### Excerpted records
_ _ _ _ _

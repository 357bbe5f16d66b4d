//! Shared state handed to every request handler.

use crate::auth::{ports::UserRepository, services::AuthService};
use crate::task::{ports::TaskRepository, services::TaskLifecycleService};
use mockable::Clock;
use std::sync::Arc;

/// Services reachable from handlers.
pub struct AppState<T, U, C>
where
    T: TaskRepository,
    U: UserRepository,
    C: Clock + Send + Sync,
{
    /// Task lifecycle service.
    pub tasks: Arc<TaskLifecycleService<T, C>>,
    /// Registration, login, and token verification.
    pub auth: Arc<AuthService<U, C>>,
}

impl<T, U, C> AppState<T, U, C>
where
    T: TaskRepository,
    U: UserRepository,
    C: Clock + Send + Sync,
{
    /// Wraps the services for sharing across requests.
    #[must_use]
    pub fn new(tasks: TaskLifecycleService<T, C>, auth: AuthService<U, C>) -> Self {
        Self {
            tasks: Arc::new(tasks),
            auth: Arc::new(auth),
        }
    }
}

impl<T, U, C> Clone for AppState<T, U, C>
where
    T: TaskRepository,
    U: UserRepository,
    C: Clock + Send + Sync,
{
    fn clone(&self) -> Self {
        Self {
            tasks: Arc::clone(&self.tasks),
            auth: Arc::clone(&self.auth),
        }
    }
}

_ _ _ _ _

Copy every line in the data above that has the string "AuthService" in it.

use crate::auth::{ports::UserRepository, services::AuthService};
    pub auth: Arc<AuthService<U, C>>,
    pub fn new(tasks: TaskLifecycleService<T, C>, auth: AuthService<U, C>) -> Self {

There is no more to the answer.